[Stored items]
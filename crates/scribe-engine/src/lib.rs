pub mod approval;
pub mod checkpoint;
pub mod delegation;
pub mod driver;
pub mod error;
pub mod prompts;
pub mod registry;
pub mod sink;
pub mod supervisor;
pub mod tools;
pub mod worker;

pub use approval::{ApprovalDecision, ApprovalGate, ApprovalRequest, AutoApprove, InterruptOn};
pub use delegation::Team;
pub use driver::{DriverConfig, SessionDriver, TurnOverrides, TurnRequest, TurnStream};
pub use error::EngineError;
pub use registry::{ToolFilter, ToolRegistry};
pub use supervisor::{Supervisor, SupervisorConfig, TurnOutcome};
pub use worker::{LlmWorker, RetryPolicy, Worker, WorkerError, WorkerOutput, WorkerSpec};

==

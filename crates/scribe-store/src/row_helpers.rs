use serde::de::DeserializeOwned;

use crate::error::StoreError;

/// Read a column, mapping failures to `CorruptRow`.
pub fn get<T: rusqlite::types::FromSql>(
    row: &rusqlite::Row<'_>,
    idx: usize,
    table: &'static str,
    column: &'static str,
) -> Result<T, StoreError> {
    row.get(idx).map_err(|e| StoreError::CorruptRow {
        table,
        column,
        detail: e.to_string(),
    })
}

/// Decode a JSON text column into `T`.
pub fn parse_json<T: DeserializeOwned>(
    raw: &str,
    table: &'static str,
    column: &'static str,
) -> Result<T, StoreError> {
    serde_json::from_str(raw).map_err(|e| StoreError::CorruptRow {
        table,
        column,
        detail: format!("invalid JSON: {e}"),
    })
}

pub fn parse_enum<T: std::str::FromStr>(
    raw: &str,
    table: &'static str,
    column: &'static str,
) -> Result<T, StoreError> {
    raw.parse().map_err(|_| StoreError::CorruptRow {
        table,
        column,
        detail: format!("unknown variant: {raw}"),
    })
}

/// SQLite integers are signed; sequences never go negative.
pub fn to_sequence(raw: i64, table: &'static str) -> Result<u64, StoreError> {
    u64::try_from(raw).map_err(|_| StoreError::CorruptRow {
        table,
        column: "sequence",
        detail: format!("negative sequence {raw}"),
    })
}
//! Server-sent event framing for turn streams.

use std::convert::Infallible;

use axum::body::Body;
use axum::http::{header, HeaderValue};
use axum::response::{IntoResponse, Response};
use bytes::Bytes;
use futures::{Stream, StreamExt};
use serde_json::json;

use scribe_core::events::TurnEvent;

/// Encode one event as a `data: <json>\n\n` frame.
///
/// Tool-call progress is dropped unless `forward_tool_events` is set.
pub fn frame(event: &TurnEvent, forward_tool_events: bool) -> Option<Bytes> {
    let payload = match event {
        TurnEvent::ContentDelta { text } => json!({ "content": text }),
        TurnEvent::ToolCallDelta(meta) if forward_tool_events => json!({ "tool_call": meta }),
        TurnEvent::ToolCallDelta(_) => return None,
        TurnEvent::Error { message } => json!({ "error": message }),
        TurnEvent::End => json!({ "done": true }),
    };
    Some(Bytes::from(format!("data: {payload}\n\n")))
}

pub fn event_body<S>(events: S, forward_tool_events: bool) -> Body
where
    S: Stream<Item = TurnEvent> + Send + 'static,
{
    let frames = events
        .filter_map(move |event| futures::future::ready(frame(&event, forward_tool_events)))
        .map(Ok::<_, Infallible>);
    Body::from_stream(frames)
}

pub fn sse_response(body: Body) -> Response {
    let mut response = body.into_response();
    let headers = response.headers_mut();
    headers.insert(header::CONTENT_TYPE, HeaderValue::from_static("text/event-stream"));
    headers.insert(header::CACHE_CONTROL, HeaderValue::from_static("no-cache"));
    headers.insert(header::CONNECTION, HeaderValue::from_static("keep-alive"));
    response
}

---

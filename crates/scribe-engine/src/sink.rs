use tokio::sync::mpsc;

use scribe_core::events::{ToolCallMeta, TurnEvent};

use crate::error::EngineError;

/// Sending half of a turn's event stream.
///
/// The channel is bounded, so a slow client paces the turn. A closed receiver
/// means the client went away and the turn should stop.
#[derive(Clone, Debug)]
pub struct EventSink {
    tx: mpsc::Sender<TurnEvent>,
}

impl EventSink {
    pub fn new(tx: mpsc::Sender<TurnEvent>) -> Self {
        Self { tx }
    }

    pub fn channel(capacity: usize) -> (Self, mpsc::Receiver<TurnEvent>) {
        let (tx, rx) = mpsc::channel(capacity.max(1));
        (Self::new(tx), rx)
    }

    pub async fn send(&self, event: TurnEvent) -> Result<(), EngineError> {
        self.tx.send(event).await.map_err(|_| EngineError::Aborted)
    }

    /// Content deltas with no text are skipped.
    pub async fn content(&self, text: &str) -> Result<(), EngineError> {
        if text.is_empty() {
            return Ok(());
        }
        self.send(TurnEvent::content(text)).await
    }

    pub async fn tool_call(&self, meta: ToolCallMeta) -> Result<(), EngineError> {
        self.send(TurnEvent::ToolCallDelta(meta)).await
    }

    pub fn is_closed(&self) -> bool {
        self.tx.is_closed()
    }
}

▸ **Exercise aim**
All lines of the records above that contain the word "data" are to be copied out.

▸ **Output of the exercise**
/// Encode one event as a `data: <json>\n\n` frame.
    Some(Bytes::from(format!("data: {payload}\n\n")))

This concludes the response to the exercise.